=== INFORMATION SUPPLIED ===

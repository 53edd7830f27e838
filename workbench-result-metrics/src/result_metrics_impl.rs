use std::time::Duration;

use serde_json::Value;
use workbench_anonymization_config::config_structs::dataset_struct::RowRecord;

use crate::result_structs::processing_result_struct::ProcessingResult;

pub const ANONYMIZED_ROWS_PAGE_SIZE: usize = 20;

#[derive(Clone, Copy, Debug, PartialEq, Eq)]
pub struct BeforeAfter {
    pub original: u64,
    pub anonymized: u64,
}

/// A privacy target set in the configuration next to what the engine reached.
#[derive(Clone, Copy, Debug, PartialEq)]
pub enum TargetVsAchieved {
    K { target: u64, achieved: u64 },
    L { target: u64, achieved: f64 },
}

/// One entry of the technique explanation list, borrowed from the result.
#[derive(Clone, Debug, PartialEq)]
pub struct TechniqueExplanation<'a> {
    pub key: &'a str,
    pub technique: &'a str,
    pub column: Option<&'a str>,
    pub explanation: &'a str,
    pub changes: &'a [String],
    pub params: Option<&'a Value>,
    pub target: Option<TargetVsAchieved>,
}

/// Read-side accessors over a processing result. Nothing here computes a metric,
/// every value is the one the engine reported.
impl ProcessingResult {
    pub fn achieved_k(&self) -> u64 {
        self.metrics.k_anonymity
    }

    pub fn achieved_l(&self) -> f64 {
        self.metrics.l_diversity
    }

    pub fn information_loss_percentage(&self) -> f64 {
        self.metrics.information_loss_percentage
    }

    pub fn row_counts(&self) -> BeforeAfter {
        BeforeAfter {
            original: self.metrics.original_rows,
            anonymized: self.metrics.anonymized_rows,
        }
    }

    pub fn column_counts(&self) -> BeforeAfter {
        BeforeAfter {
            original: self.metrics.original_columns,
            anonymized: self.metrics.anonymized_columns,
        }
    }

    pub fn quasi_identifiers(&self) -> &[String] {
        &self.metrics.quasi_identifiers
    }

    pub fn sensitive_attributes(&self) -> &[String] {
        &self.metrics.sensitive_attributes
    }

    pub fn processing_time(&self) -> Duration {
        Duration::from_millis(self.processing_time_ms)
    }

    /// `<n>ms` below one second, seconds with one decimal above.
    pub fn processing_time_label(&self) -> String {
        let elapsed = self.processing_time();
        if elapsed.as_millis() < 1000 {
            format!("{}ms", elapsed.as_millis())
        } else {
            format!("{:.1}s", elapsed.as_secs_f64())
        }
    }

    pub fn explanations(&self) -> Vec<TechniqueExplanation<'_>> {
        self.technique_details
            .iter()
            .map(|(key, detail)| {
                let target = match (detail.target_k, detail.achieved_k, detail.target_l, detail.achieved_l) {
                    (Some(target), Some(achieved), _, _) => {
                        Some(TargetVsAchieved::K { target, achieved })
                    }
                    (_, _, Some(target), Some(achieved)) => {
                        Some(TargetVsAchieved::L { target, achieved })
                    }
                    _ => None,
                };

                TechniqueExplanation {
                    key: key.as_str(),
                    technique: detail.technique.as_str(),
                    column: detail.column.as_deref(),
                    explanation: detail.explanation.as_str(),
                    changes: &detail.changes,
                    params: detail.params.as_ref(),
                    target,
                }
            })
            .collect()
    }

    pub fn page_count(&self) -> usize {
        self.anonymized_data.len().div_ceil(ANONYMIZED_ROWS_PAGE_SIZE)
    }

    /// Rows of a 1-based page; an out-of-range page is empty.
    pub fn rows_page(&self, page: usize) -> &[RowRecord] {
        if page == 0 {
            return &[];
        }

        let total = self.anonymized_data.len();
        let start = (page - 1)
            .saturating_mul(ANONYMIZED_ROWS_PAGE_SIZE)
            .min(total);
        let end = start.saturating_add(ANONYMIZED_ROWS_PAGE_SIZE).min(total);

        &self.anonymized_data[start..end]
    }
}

===

* WHAT THE TASK ASKS
Without altering a single word, copy the listing above.

* COMPLETED EXERCISE
repository 53edd7830f27e838
filename workbench-result-metrics/src/result_metrics_impl.rs
use std::time::Duration;

use serde_json::Value;
use workbench_anonymization_config::config_structs::dataset_struct::RowRecord;

use crate::result_structs::processing_result_struct::ProcessingResult;

pub const ANONYMIZED_ROWS_PAGE_SIZE: usize = 20;

#[derive(Clone, Copy, Debug, PartialEq, Eq)]
pub struct BeforeAfter {
    pub original: u64,
    pub anonymized: u64,
}

/// A privacy target set in the configuration next to what the engine reached.
#[derive(Clone, Copy, Debug, PartialEq)]
pub enum TargetVsAchieved {
    K { target: u64, achieved: u64 },
    L { target: u64, achieved: f64 },
}

/// One entry of the technique explanation list, borrowed from the result.
#[derive(Clone, Debug, PartialEq)]
pub struct TechniqueExplanation<'a> {
    pub key: &'a str,
    pub technique: &'a str,
    pub column: Option<&'a str>,
    pub explanation: &'a str,
    pub changes: &'a [String],
    pub params: Option<&'a Value>,
    pub target: Option<TargetVsAchieved>,
}

/// Read-side accessors over a processing result. Nothing here computes a metric,
/// every value is the one the engine reported.
impl ProcessingResult {
    pub fn achieved_k(&self) -> u64 {
        self.metrics.k_anonymity
    }

    pub fn achieved_l(&self) -> f64 {
        self.metrics.l_diversity
    }

    pub fn information_loss_percentage(&self) -> f64 {
        self.metrics.information_loss_percentage
    }

    pub fn row_counts(&self) -> BeforeAfter {
        BeforeAfter {
            original: self.metrics.original_rows,
            anonymized: self.metrics.anonymized_rows,
        }
    }

    pub fn column_counts(&self) -> BeforeAfter {
        BeforeAfter {
            original: self.metrics.original_columns,
            anonymized: self.metrics.anonymized_columns,
        }
    }

    pub fn quasi_identifiers(&self) -> &[String] {
        &self.metrics.quasi_identifiers
    }

    pub fn sensitive_attributes(&self) -> &[String] {
        &self.metrics.sensitive_attributes
    }

    pub fn processing_time(&self) -> Duration {
        Duration::from_millis(self.processing_time_ms)
    }

    /// `<n>ms` below one second, seconds with one decimal above.
    pub fn processing_time_label(&self) -> String {
        let elapsed = self.processing_time();
        if elapsed.as_millis() < 1000 {
            format!("{}ms", elapsed.as_millis())
        } else {
            format!("{:.1}s", elapsed.as_secs_f64())
        }
    }

    pub fn explanations(&self) -> Vec<TechniqueExplanation<'_>> {
        self.technique_details
            .iter()
            .map(|(key, detail)| {
                let target = match (detail.target_k, detail.achieved_k, detail.target_l, detail.achieved_l) {
                    (Some(target), Some(achieved), _, _) => {
                        Some(TargetVsAchieved::K { target, achieved })
                    }
                    (_, _, Some(target), Some(achieved)) => {
                        Some(TargetVsAchieved::L { target, achieved })
                    }
                    _ => None,
                };

                TechniqueExplanation {
                    key: key.as_str(),
                    technique: detail.technique.as_str(),
                    column: detail.column.as_deref(),
                    explanation: detail.explanation.as_str(),
                    changes: &detail.changes,
                    params: detail.params.as_ref(),
                    target,
                }
            })
            .collect()
    }

    pub fn page_count(&self) -> usize {
        self.anonymized_data.len().div_ceil(ANONYMIZED_ROWS_PAGE_SIZE)
    }

    /// Rows of a 1-based page; an out-of-range page is empty.
    pub fn rows_page(&self, page: usize) -> &[RowRecord] {
        if page == 0 {
            return &[];
        }

        let total = self.anonymized_data.len();
        let start = (page - 1)
            .saturating_mul(ANONYMIZED_ROWS_PAGE_SIZE)
            .min(total);
        let end = start.saturating_add(ANONYMIZED_ROWS_PAGE_SIZE).min(total);

        &self.anonymized_data[start..end]
    }
}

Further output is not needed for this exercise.